Help mentally disabled children learn their phone number using a helper worksheet. Create a worksheet with a picture of a telephone on it. Then, cut out several sets of numbers 1 through 9. Have the children colour the phone and then glue the numbers in the order of their own phone number.

Finger Paints

Finger painting is an extremely engaging and stimulating activity that can be done independently. Finger paints engage the sense of touch, as well as sight. This activity can help mentally disabled children express themselves in a simple way. Give these children a limited amount of finger paints to avoid a large mess and be sure to have kids use protective aprons, as well.

The Me Book

The Me Book is a photo album that is individualised for each child.
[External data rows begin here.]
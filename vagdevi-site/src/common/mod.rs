pub mod messages;
pub mod ui_utils;
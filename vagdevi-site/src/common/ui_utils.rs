//! Common UI utility functions

use iced::Font;
use iced::widget::text;
use lucide_icons::Icon;

/// Helper function to create icon text with a custom size
pub fn icon_text_with_size(icon: Icon, size: f32) -> text::Text<'static> {
    text(icon.unicode()).font(lucide_font()).size(size)
}

fn lucide_font() -> Font {
    Font::with_name("lucide")
}
//! Root-level message routing

use iced::Task;

use crate::common::messages::{DomainMessage, DomainUpdateResult};
use crate::domains::carousel::update::update_carousel;
use crate::domains::contact::update::update_contact;
use crate::domains::ui::update::update_ui;
use crate::state::State;

/// Route a message to its domain, then broadcast the events it raised.
pub fn update(state: &mut State, message: DomainMessage) -> Task<DomainMessage> {
    log::trace!("update: {}", message.name());

    let DomainUpdateResult { task, events } = match message {
        DomainMessage::Ui(msg) => update_ui(state, msg),
        DomainMessage::Carousel(msg) => update_carousel(state, msg),
        DomainMessage::Contact(msg) => update_contact(state, msg),
        DomainMessage::NoOp => DomainUpdateResult::none(),
    };

    if events.is_empty() {
        return task;
    }

    let mut tasks = Vec::with_capacity(events.len() + 1);
    tasks.push(task);
    for event in events {
        log::debug!("Broadcasting {:?}", event);
        tasks.push(state.domains.handle_event(event));
    }

    Task::batch(tasks)
}
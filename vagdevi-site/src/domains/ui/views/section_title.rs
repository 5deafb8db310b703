use iced::widget::{Space, column, container, text};
use iced::alignment::Horizontal;
use iced::{Color, Element, Length};

use crate::common::messages::DomainMessage;
use crate::domains::ui::theme::{self, VagdeviTheme};

/// Centered heading with a gold rule and an optional subtitle.
pub fn section_title<'a>(
    title: &'a str,
    subtitle: Option<&'a str>,
    heading_color: Color,
) -> Element<'a, DomainMessage> {
    section_title_aligned(title, subtitle, heading_color, Horizontal::Center)
}

pub fn section_title_aligned<'a>(
    title: &'a str,
    subtitle: Option<&'a str>,
    heading_color: Color,
    align: Horizontal,
) -> Element<'a, DomainMessage> {
    let mut content = column![
        text(title).size(36).color(heading_color).align_x(align),
        container(Space::new().width(64).height(4))
            .style(theme::Container::AccentRule.style()),
    ]
    .spacing(14)
    .align_x(align);

    if let Some(subtitle) = subtitle {
        content = content.push(
            container(
                text(subtitle)
                    .size(17)
                    .color(VagdeviTheme::TEXT_MUTED)
                    .align_x(align),
            )
            .max_width(680),
        );
    }

    container(content).align_x(align).width(Length::Fill).into()
}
This activity helps mentally disabled children begin to understand and communicate basic concepts through symbols. Have parents photograph things important to their child based on certain categories (self & family, toys, chair, comb, food, clothing, places I go). Help the child compile these photos, which will range from family members to a favourite toy, into an album and label each image with a one-word caption.

Bubble Activity

Use a bubble activity to build strength and motor skills with the pincer grasp. Create an activity worksheet with bubbles that are in a connect-the-dots style shape (such as a star, square or circle). Teach children to peel round stickers from their backing and then place the stickers in the circles on the worksheet, filling in all circles. Then, the children can explain what shape they see.